» **Record set**:
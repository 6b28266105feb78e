//! Local tabular datasets.
//!
//! Tables are read from CSV files once at startup into immutable in-memory
//! structures. The process never mutates them afterwards, so they are shared
//! behind an `Arc` and read concurrently without locking. A restart is
//! required to pick up changed source files.

use std::collections::HashMap;
use std::path::{Path, PathBuf};

use serde_json::Value;

use super::{DataError, Record};

/// One loaded table: header-derived field list plus row records.
#[derive(Debug)]
pub struct Table {
    fields: Vec<String>,
    rows: Vec<Record>,
}

impl Table {
    pub fn fields(&self) -> &[String] {
        &self.fields
    }

    pub fn rows(&self) -> &[Record] {
        &self.rows
    }
}

/// The process-wide set of local tables.
#[derive(Debug, Default)]
pub struct LocalTables {
    tables: HashMap<String, Table>,
}

impl LocalTables {
    /// Load every configured `(name, path)` CSV into memory.
    ///
    /// Called once at startup; a missing or malformed file aborts startup
    /// rather than leaving a partially usable data layer.
    pub fn load(specs: &[(String, PathBuf)]) -> anyhow::Result<Self> {
        let mut tables = HashMap::new();
        for (name, path) in specs {
            let table = load_table(path)
                .map_err(|e| anyhow::anyhow!("failed to load table '{}' from {}: {}", name, path.display(), e))?;
            tracing::info!(table = %name, rows = table.rows.len(), "loaded local table");
            tables.insert(name.clone(), table);
        }
        Ok(Self { tables })
    }

    /// Table names and their field lists, for prompt assembly.
    pub fn catalog(&self) -> Vec<(&str, &[String])> {
        let mut entries: Vec<_> = self
            .tables
            .iter()
            .map(|(name, table)| (name.as_str(), table.fields()))
            .collect();
        entries.sort_by_key(|(name, _)| *name);
        entries
    }

    /// All rows of a table, for the map data endpoints.
    pub fn all_rows(&self, table_name: &str) -> Result<&[Record], DataError> {
        self.tables
            .get(table_name)
            .map(|t| t.rows())
            .ok_or_else(|| DataError::NotFound(format!("unknown table: {}", table_name)))
    }

    /// Substring match against one field of a table.
    ///
    /// An empty `substring` matches every row. Results are capped at
    /// `max_rows`; no match is an empty result, not an error.
    pub fn query(
        &self,
        table_name: &str,
        field: &str,
        substring: &str,
        case_insensitive: bool,
        max_rows: usize,
    ) -> Result<Vec<Record>, DataError> {
        let table = self
            .tables
            .get(table_name)
            .ok_or_else(|| DataError::NotFound(format!("unknown table: {}", table_name)))?;

        if !table.fields.iter().any(|f| f == field) {
            return Err(DataError::InvalidFilter(format!(
                "unknown field '{}' in table '{}' (available: {})",
                field,
                table_name,
                table.fields.join(", ")
            )));
        }

        let needle = if case_insensitive {
            substring.to_lowercase()
        } else {
            substring.to_string()
        };

        let rows = table
            .rows
            .iter()
            .filter(|row| {
                let cell = row.get(field).map(value_text).unwrap_or_default();
                if case_insensitive {
                    cell.to_lowercase().contains(&needle)
                } else {
                    cell.contains(&needle)
                }
            })
            .take(max_rows)
            .cloned()
            .collect();

        Ok(rows)
    }
}

fn load_table(path: &Path) -> anyhow::Result<Table> {
    let mut reader = csv::Reader::from_path(path)?;
    let fields: Vec<String> = reader
        .headers()?
        .iter()
        .map(|h| h.trim().to_string())
        .collect();

    let mut rows = Vec::new();
    for result in reader.records() {
        let record = result?;
        let mut row = Record::new();
        for (field, raw) in fields.iter().zip(record.iter()) {
            row.insert(field.clone(), parse_scalar(raw));
        }
        rows.push(row);
    }

    Ok(Table { fields, rows })
}

/// CSV cells are untyped; keep numbers as numbers so coordinates survive
/// the trip to JSON without quoting.
fn parse_scalar(raw: &str) -> Value {
    let trimmed = raw.trim();
    if let Ok(n) = trimmed.parse::<i64>() {
        return Value::from(n);
    }
    if let Ok(f) = trimmed.parse::<f64>() {
        if f.is_finite() {
            return Value::from(f);
        }
    }
    Value::from(trimmed)
}

fn value_text(value: &Value) -> String {
    match value {
        Value::String(s) => s.clone(),
        other => other.to_string(),
    }
}
//! System prompt assembly.

use crate::data::{LocalTables, RemoteLayers};

/// Build the system prompt from the configured data sources.
///
/// The tool declarations themselves travel separately as function schemas;
/// the prompt gives the reasoning backend the data-source overview and the
/// ground rules for using them.
pub fn build_system_prompt(remote: &RemoteLayers, tables: &LocalTables) -> String {
    let mut prompt = String::from(
        "You are a geospatial data analyst. You answer questions using the data \
         sources below, queried through the available tools.\n\nData sources:\n",
    );

    for id in remote.layer_ids() {
        prompt.push_str(&format!(
            "- Remote feature layer '{}' (use describe_layer to learn its fields, then query_layer)\n",
            id
        ));
    }
    for (name, fields) in tables.catalog() {
        prompt.push_str(&format!(
            "- Local table '{}' with fields: {} (use query_table)\n",
            name,
            fields.join(", ")
        ));
    }

    prompt.push_str(
        "\nWhen answering:\n\
         - Use the tool that matches the data source being asked about.\n\
         - For schema questions, call describe_layer before querying.\n\
         - Present multiple records as a concise markdown table.\n\
         - Never fabricate data. If a query returns nothing, say so and suggest alternatives.\n\
         - If a tool reports an error, adjust the arguments, try another source, \
           or explain the limitation to the user.\n",
    );

    prompt
}

#[cfg(test)]
mod tests {
    use super::*;
    use std::io::Write;
    use std::time::Duration;

    #[test]
    fn prompt_lists_configured_sources() {
        let dir = tempfile::tempdir().expect("create temp dir");
        let path = dir.path().join("events.csv");
        let mut file = std::fs::File::create(&path).expect("create csv");
        writeln!(file, "event_name,city,country").expect("write header");
        writeln!(file, "City Marathon,Berlin,Germany").expect("write row");
        drop(file);
        let tables = LocalTables::load(&[("events".to_string(), path)]).expect("load tables");

        let remote = RemoteLayers::new(
            &[("stores".to_string(), "http://127.0.0.1:9/FeatureServer/0".to_string())],
            None,
            Duration::from_secs(2),
        )
        .expect("build client");

        let prompt = build_system_prompt(&remote, &tables);
        assert!(prompt.contains("'stores'"));
        assert!(prompt.contains("'events'"));
        assert!(prompt.contains("event_name"));
        assert!(prompt.contains("Never fabricate data"));
    }
}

» **What you will do**: Copy out each line carrying the string "empty" from the data.

» **Task response**:
    /// An empty `substring` matches every row. Results are capped at
    /// `max_rows`; no match is an empty result, not an error.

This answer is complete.